ABOUT THIS EXERCISE:
Set down exactly the lines in the records below that run from the line with "with its index." to the line with "pub fn len(&self)", inclusive, and nothing more.

── MATERIAL PROVIDED ──

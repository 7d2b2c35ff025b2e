//! The credential pool and its round-robin cursor.

use parking_lot::Mutex;
use salvage_core::ConfigError;
use std::fmt;

/// One provider credential.
///
/// The `Debug` impl and [`Credential::suffix`] never reveal more than the
/// last four characters; log lines must use the suffix, never the value.
#[derive(Clone)]
pub struct Credential(String);

impl Credential {
    /// Wrap a raw key.
    #[must_use]
    pub fn new(key: impl Into<String>) -> Self {
        Self(key.into())
    }

    /// The raw key, for the Authorization header only.
    pub fn expose(&self) -> &str {
        &self.0
    }

    /// An opaque identifier: the last four characters of the key.
    pub fn suffix(&self) -> &str {
        // Cut on a char boundary; keys are not guaranteed to be ASCII.
        let start = self.0.char_indices().rev().nth(3).map_or(0, |(i, _)| i);
        &self.0[start..]
    }
}

impl fmt::Debug for Credential {
    fn fmt(&self, f: &mut fmt::Formatter<'_>) -> fmt::Result {
        write!(f, "Credential(…{})", self.suffix())
    }
}

/// A pool of interchangeable credentials with a shared rotation cursor.
///
/// The cursor is the single piece of shared mutable state in the whole
/// pipeline. Every gateway *attempt* advances it, so concurrent runs spread
/// their rate-limit exposure across the pool.
#[derive(Debug)]
pub struct CredentialPool {
    keys: Vec<Credential>,
    cursor: Mutex<usize>,
}

impl CredentialPool {
    /// Build a pool. Fails fast when no credentials are supplied.
    pub fn new(keys: Vec<String>) -> Result<Self, ConfigError> {
        if keys.is_empty() {
            return Err(ConfigError::NoCredentials);
        }
        Ok(Self {
            keys: keys.into_iter().map(Credential::new).collect(),
            cursor: Mutex::new(0),
        })
    }

    /// Advance the cursor and return the next credential with its index.
    pub fn next(&self) -> (usize, &Credential) {
        let mut cursor = self.cursor.lock();
        let index = *cursor % self.keys.len();
        *cursor = cursor.wrapping_add(1);
        (index, &self.keys[index])
    }

    /// Pool size.
    pub fn len(&self) -> usize {
        self.keys.len()
    }

    /// Always false; construction rejects empty pools.
    pub fn is_empty(&self) -> bool {
        self.keys.is_empty()
    }
}

#[cfg(test)]
mod tests {
    use super::*;

    #[test]
    fn test_empty_pool_rejected() {
        assert!(CredentialPool::new(vec![]).is_err());
    }

    #[test]
    fn test_round_robin() {
        let pool = CredentialPool::new(vec!["aaaa1111".into(), "bbbb2222".into()]).unwrap();
        let (i0, k0) = pool.next();
        let (i1, k1) = pool.next();
        let (i2, _) = pool.next();
        assert_eq!((i0, i1, i2), (0, 1, 0));
        assert_eq!(k0.suffix(), "1111");
        assert_eq!(k1.suffix(), "2222");
    }

    #[test]
    fn test_debug_redacts() {
        let cred = Credential::new("sk-super-secret-key-9876");
        let shown = format!("{cred:?}");
        assert!(shown.contains("9876"));
        assert!(!shown.contains("secret"));
    }

    #[test]
    fn test_short_key_suffix() {
        let cred = Credential::new("ab");
        assert_eq!(cred.suffix(), "ab");
    }

    #[test]
    fn test_non_ascii_key_suffix() {
        let cred = Credential::new("a€€");
        assert_eq!(cred.suffix(), "a€€");
        let cred = Credential::new("sk-секрет");
        assert_eq!(cred.suffix(), "крет");
        assert!(format!("{cred:?}").contains("крет"));
    }
}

───

YOUR RESPONSE:
    /// Advance the cursor and return the next credential with its index.
    pub fn next(&self) -> (usize, &Credential) {
        let mut cursor = self.cursor.lock();
        let index = *cursor % self.keys.len();
        *cursor = cursor.wrapping_add(1);
        (index, &self.keys[index])
    }

    /// Pool size.
    pub fn len(&self) -> usize {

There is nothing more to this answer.